WORK INSTRUCTIONS:
Scan the entries that follow and copy out every line containing "ErrorSink".
:: THE DATA
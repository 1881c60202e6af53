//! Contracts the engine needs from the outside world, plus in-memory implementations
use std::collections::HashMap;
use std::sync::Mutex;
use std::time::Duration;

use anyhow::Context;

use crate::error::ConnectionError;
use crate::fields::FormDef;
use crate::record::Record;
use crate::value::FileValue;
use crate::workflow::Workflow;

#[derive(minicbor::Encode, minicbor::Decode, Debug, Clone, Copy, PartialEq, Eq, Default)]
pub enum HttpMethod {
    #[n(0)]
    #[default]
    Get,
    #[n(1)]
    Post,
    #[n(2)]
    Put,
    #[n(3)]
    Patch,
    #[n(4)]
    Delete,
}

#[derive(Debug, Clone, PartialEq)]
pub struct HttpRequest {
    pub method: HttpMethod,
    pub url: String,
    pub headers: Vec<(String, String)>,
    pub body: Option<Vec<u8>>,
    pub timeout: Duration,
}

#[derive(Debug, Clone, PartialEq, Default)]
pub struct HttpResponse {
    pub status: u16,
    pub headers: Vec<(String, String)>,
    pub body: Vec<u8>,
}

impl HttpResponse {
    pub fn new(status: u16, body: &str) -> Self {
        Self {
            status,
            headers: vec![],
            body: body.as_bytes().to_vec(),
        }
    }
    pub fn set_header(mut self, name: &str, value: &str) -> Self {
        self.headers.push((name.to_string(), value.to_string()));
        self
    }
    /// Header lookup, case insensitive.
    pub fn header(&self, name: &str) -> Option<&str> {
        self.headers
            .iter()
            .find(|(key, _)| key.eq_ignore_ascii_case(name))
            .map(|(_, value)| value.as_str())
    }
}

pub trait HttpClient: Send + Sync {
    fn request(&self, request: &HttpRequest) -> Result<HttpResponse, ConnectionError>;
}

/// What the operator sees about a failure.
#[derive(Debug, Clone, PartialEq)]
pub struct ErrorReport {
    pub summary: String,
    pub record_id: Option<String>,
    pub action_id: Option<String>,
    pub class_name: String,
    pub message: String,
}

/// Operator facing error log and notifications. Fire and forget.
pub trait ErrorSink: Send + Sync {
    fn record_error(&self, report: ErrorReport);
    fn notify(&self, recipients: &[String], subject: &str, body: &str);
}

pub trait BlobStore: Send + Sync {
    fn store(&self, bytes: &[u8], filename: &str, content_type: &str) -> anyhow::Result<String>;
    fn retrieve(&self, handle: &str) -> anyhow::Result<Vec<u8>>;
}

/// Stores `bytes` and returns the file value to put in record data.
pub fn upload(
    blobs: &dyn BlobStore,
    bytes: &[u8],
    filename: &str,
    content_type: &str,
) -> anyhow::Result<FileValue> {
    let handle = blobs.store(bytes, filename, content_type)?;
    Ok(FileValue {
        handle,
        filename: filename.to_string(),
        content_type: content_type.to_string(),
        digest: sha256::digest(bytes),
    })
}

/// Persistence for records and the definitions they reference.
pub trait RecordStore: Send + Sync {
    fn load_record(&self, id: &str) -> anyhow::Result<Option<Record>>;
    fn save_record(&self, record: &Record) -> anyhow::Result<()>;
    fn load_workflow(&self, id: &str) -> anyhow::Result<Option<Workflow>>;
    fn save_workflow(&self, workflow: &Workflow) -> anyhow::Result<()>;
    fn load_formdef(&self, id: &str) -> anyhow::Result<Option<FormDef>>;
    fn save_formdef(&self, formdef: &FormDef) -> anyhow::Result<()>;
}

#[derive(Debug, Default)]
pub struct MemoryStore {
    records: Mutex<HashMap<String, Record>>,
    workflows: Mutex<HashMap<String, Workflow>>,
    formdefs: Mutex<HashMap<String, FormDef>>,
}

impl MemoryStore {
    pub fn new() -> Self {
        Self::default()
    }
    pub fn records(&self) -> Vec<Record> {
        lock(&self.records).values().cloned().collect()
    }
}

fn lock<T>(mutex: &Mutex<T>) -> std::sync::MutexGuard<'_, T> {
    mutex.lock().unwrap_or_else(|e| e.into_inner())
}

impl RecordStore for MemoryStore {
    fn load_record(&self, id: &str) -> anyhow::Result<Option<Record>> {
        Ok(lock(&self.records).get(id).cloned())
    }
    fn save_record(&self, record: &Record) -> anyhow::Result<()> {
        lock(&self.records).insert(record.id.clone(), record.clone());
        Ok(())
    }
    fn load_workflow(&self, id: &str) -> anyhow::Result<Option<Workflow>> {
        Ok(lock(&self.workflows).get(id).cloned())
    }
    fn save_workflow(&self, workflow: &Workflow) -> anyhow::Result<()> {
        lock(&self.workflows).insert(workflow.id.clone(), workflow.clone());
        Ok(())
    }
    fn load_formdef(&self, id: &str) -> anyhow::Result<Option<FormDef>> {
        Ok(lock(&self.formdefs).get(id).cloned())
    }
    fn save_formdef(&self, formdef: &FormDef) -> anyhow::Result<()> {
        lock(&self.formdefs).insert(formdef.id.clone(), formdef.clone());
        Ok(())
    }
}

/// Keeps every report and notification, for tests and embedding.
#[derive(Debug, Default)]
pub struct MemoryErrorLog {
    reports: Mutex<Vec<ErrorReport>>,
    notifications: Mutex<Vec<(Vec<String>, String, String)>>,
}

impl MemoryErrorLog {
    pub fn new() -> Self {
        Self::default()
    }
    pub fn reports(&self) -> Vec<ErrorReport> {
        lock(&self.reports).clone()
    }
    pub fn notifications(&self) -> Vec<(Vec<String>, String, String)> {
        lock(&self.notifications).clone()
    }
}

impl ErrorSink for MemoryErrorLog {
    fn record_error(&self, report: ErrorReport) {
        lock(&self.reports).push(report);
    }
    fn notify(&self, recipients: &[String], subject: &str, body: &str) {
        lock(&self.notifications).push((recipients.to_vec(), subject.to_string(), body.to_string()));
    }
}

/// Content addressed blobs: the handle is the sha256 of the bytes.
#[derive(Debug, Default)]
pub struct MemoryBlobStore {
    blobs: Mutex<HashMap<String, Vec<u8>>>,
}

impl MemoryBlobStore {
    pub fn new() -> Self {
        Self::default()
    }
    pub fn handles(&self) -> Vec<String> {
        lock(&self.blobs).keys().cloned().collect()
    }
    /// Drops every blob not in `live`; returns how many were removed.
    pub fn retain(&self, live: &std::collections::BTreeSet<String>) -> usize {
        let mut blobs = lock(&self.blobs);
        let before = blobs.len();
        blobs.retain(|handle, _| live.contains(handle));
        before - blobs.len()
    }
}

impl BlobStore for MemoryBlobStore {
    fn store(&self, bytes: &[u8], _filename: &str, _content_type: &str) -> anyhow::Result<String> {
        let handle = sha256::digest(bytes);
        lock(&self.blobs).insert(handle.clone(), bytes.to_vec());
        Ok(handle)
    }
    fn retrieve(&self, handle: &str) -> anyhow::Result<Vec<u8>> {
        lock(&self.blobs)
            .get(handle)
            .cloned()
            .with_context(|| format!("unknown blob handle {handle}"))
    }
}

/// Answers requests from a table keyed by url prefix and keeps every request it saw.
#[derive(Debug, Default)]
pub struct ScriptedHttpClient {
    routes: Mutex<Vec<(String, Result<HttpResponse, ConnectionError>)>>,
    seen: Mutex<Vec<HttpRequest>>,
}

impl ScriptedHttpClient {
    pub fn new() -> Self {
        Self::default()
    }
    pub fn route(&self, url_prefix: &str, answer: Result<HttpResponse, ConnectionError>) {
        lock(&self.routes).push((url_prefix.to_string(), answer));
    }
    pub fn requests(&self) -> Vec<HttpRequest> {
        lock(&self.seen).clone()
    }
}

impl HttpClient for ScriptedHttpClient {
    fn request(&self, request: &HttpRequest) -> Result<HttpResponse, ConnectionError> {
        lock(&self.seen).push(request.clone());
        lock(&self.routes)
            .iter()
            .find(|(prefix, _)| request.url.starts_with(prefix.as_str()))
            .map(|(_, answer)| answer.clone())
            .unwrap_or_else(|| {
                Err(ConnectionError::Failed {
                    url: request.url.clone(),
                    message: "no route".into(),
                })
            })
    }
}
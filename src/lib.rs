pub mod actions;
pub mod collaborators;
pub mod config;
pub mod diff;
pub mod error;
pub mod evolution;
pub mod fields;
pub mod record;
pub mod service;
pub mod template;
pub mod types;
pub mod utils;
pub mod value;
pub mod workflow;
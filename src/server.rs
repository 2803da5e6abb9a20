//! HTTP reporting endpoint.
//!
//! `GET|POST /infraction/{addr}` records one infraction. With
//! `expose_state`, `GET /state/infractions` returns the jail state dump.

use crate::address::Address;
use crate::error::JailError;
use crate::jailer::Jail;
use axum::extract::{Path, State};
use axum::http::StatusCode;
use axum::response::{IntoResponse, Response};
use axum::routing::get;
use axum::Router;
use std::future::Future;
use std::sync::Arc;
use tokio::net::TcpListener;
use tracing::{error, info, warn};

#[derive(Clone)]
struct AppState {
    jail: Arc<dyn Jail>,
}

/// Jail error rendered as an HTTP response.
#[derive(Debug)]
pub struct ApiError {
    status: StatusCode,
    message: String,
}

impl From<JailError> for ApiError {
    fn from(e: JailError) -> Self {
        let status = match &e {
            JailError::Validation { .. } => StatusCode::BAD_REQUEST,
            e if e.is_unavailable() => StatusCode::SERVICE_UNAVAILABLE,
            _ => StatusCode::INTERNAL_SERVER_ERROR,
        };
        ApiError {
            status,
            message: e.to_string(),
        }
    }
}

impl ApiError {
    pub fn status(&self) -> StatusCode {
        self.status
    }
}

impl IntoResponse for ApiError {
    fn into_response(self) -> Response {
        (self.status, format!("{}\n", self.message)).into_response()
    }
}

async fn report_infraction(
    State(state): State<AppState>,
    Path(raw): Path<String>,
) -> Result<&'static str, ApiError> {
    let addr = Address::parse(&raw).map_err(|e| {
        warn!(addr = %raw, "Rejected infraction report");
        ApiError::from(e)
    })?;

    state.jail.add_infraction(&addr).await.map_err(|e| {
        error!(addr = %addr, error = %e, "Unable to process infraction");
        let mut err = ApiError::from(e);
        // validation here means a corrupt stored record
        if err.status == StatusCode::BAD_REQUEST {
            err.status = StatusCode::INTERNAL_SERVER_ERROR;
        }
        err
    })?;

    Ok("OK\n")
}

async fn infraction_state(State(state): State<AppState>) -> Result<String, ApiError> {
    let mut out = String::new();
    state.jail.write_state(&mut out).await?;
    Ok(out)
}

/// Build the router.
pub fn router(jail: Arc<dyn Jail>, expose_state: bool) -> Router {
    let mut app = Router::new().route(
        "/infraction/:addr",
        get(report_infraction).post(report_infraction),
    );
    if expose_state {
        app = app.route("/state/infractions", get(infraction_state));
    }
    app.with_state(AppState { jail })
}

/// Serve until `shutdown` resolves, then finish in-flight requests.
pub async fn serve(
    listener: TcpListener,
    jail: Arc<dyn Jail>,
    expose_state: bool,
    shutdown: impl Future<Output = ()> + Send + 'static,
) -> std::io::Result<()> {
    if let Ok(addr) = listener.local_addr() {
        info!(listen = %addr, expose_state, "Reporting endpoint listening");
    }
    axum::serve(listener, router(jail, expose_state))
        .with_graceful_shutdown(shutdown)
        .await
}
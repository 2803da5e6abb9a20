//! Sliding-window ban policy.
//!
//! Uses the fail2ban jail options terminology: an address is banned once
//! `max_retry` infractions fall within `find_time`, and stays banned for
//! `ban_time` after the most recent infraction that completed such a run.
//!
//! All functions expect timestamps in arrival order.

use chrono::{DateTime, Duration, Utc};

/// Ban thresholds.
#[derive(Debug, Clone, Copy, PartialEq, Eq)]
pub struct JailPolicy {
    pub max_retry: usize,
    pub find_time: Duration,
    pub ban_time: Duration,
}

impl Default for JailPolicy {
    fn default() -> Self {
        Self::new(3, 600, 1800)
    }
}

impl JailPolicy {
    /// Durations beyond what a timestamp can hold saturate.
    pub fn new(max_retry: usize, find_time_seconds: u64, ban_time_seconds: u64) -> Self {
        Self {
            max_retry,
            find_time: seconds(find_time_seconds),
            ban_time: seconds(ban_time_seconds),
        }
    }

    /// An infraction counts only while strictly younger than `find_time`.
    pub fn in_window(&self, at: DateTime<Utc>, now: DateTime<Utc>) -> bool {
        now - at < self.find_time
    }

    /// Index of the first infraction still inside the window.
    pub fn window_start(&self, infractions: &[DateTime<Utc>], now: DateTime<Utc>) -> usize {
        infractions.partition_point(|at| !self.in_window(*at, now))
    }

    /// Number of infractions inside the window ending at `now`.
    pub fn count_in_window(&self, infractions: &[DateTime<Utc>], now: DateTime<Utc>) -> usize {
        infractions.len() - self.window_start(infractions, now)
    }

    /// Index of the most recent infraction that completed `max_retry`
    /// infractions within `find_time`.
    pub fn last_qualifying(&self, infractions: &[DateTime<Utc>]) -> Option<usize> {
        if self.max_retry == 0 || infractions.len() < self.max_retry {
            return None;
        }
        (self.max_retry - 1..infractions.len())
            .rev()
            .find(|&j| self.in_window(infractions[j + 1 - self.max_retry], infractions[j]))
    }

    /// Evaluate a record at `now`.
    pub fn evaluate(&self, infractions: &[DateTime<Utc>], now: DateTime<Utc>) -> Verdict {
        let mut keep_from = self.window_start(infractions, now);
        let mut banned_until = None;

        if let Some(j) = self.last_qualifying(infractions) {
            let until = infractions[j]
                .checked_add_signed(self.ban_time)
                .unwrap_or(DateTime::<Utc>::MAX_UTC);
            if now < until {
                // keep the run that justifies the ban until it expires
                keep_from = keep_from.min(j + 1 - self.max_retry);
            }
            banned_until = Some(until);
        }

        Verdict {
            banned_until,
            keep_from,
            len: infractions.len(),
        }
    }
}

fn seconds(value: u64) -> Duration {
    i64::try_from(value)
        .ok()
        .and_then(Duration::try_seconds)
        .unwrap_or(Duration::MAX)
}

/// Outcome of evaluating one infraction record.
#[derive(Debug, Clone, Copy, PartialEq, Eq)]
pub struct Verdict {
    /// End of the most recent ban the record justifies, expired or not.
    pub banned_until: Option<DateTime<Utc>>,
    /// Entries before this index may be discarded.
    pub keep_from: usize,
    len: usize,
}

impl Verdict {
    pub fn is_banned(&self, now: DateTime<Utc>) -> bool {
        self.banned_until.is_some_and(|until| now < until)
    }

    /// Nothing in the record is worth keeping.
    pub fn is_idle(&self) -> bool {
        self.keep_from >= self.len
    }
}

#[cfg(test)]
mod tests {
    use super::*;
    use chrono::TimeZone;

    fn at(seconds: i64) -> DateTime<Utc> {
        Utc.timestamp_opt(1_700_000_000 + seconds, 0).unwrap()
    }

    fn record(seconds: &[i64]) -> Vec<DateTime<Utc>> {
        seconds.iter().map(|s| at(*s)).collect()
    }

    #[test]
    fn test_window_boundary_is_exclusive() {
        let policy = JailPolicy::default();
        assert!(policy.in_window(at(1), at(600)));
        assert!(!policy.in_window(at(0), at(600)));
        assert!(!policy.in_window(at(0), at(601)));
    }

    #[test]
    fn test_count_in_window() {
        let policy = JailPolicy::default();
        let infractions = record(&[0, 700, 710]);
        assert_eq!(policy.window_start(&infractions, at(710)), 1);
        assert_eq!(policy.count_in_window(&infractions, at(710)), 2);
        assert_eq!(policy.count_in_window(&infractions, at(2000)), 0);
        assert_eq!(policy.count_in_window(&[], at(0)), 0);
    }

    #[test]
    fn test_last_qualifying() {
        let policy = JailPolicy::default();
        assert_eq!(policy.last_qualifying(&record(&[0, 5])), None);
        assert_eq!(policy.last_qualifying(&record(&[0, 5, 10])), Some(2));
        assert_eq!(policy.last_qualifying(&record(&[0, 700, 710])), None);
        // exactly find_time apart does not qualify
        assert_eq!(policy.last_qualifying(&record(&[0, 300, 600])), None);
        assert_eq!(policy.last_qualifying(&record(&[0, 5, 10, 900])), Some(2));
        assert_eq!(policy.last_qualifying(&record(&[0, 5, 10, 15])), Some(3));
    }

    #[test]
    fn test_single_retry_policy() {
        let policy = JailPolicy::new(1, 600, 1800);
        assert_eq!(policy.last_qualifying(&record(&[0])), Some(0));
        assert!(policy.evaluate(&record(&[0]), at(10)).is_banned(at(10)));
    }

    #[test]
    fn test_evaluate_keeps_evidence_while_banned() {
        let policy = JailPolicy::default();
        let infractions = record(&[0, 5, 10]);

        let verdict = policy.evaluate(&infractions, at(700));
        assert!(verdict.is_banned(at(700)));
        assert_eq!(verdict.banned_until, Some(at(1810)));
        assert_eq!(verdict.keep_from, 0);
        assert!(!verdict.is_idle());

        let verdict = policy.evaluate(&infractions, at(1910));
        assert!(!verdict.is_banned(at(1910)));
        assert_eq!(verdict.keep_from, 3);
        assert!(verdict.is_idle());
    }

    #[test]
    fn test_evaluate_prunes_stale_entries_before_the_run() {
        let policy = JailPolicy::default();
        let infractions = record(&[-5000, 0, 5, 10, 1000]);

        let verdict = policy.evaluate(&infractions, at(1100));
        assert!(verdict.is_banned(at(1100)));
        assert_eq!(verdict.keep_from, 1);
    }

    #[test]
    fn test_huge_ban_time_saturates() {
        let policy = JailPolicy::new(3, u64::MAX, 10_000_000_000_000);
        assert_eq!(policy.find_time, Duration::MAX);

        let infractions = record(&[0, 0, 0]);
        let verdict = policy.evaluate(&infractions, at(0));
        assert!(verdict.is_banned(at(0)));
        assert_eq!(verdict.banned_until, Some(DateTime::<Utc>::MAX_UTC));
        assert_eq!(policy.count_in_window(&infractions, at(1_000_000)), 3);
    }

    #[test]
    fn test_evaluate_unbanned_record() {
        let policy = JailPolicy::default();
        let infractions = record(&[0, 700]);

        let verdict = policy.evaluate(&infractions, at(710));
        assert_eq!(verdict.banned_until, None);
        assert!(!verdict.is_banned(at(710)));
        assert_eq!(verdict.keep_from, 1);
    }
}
::::
FINAL ANSWER:
pub trait ErrorSink: Send + Sync {
impl ErrorSink for MemoryErrorLog {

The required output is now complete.